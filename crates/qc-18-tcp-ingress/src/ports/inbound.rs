//! # Driving Ports (Inbound API)
//!
//! Read-only view the node's reporting layer uses.

use crate::service::IngressStats;

/// Aggregate health of the ingress subsystem.
///
/// Individual session errors never surface here; only counts.
pub trait ConnectionDiagnostics: Send + Sync {
    /// Registered sessions, possibly including dead entries not yet swept.
    fn connection_count(&self) -> usize;

    /// Sessions classified as bootstrap.
    fn bootstrap_count(&self) -> usize;

    /// Sessions classified as realtime.
    fn realtime_count(&self) -> usize;

    /// Counter snapshot.
    fn stats(&self) -> IngressStats;
}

______________________________

* Work instructions: Everything in the material above is to be copied exactly.

* Answer to this exercise:
filename crates/qc-18-tcp-ingress/src/ports/inbound.rs
//! # Driving Ports (Inbound API)
//!
//! Read-only view the node's reporting layer uses.

use crate::service::IngressStats;

/// Aggregate health of the ingress subsystem.
///
/// Individual session errors never surface here; only counts.
pub trait ConnectionDiagnostics: Send + Sync {
    /// Registered sessions, possibly including dead entries not yet swept.
    fn connection_count(&self) -> usize;

    /// Sessions classified as bootstrap.
    fn bootstrap_count(&self) -> usize;

    /// Sessions classified as realtime.
    fn realtime_count(&self) -> usize;

    /// Counter snapshot.
    fn stats(&self) -> IngressStats;
}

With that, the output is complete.